• TASK OBJECTIVE: Whenever the string "every" appears in a line below, please copy the line out.

(Stored entries)
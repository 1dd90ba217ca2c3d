use crate::{
    color::Rgb,
    math8::{scale255, shr8},
};

/// Dim a color by right-shifting every channel
///
/// Low bits are discarded, so dimming is not reversible.
#[inline]
pub const fn dim(color: Rgb, shift: u8) -> Rgb {
    Rgb {
        r: shr8(color.r, shift),
        g: shr8(color.g, shift),
        b: shr8(color.b, shift),
    }
}

/// Scale every channel by `brightness / 255`
#[inline]
pub const fn scale_color(color: Rgb, brightness: u8) -> Rgb {
    Rgb {
        r: scale255(color.r, brightness),
        g: scale255(color.g, brightness),
        b: scale255(color.b, brightness),
    }
}

/// Add a per-channel offset to a color, then dim it by `shift`
///
/// The sum is computed in 16 bits, so a channel near 255 plus its offset does
/// not wrap before the shift brings it back into range.
#[allow(clippy::cast_possible_truncation)]
pub const fn offset_dim(color: Rgb, offset: Rgb, shift: u8) -> Rgb {
    const fn channel(value: u8, offset: u8, shift: u8) -> u8 {
        let sum = value as u16 + offset as u16;
        let shifted = if shift >= 16 { 0 } else { sum >> shift };
        if shifted > u8::MAX as u16 {
            u8::MAX
        } else {
            shifted as u8
        }
    }

    Rgb {
        r: channel(color.r, offset.r, shift),
        g: channel(color.g, offset.g, shift),
        b: channel(color.b, offset.b, shift),
    }
}

/// Create an RGB color from a u32 value (0xRRGGBB format)
pub const fn rgb_from_u32(color: u32) -> Rgb {
    Rgb {
        r: ((color >> 16) & 0xFF) as u8,
        g: ((color >> 8) & 0xFF) as u8,
        b: (color & 0xFF) as u8,
    }
}
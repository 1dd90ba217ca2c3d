//! Quarter sine brightness curve
//!
//! The values are `sin(x)^2` sampled over a quarter period and scaled to
//! 0..=255, so a linear walk through the table looks like a linear change in
//! perceived brightness.

/// Number of steps in one ramp
pub const EASING_STEPS: usize = 64;

/// Brightness multipliers, monotonically non-decreasing
pub const EASING_LUT: [u8; EASING_STEPS] = [
    0, 0, 1, 1, 2, 4, 6, 8, 10, 13, 16, //
    19, 22, 26, 30, 34, 38, 43, 48, 53, 58, 64, //
    69, 75, 81, 87, 93, 99, 105, 112, 117, 124, 131, //
    137, 143, 149, 155, 162, 168, 175, 180, 186, 192, 197, //
    202, 207, 211, 217, 220, 226, 230, 233, 235, 239, 243, //
    245, 247, 249, 251, 253, 253, 255, 255, 255,
];

/// Brightness at `step` of a rising ramp
///
/// Steps past the end of the table stay at full brightness.
#[inline]
pub const fn ease_in(step: usize) -> u8 {
    if step >= EASING_STEPS {
        return EASING_LUT[EASING_STEPS - 1];
    }
    EASING_LUT[step]
}

/// Brightness at `step` of a falling ramp, the rising ramp read backwards
#[inline]
pub const fn ease_out(step: usize) -> u8 {
    if step >= EASING_STEPS {
        return EASING_LUT[0];
    }
    EASING_LUT[EASING_STEPS - 1 - step]
}
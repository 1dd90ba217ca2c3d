//! Fixed color palette shared by all effects
//!
//! Names follow the HTML color keywords the values were taken from.

use super::{Rgb, rgb_from_u32};

/// Create a palette from a list of hex colors (0xRRGGBB format)
macro_rules! hex_palette {
    ($($color:expr),* $(,)?) => {
        [
            $(rgb_from_u32($color)),*
        ]
    };
}

/// Colors to pick from, in the order the sparkle effect walks them
#[allow(clippy::unreadable_literal)]
pub const PALETTE: [Rgb; 18] = hex_palette![
    0xFF0000, // Red
    0xFA8072, // Salmon
    0xFF7F50, // Coral
    0xFFD700, // Gold
    0xFFFF00, // Yellow
    0x7CFC00, // Lawn green
    0x00FF00, // Lime
    0x00FF7F, // Spring green
    0x2E8B57, // Sea green
    0x00FFFF, // Cyan
    0x40E0D0, // Turquoise
    0x008080, // Teal
    0x00BFFF, // Deep sky blue
    0x0000FF, // Blue
    0xFF00FF, // Magenta
    0x900080, // Purple
    0x900080, // Purple (weights the pick towards it)
    0xFF69B4, // Hot pink
];

/// Map a random byte onto a palette entry
pub const fn palette_color(random: u8) -> Rgb {
    PALETTE[random as usize % PALETTE.len()]
}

• TASK OUTPUT:
/// Dim a color by right-shifting every channel
/// Scale every channel by `brightness / 255`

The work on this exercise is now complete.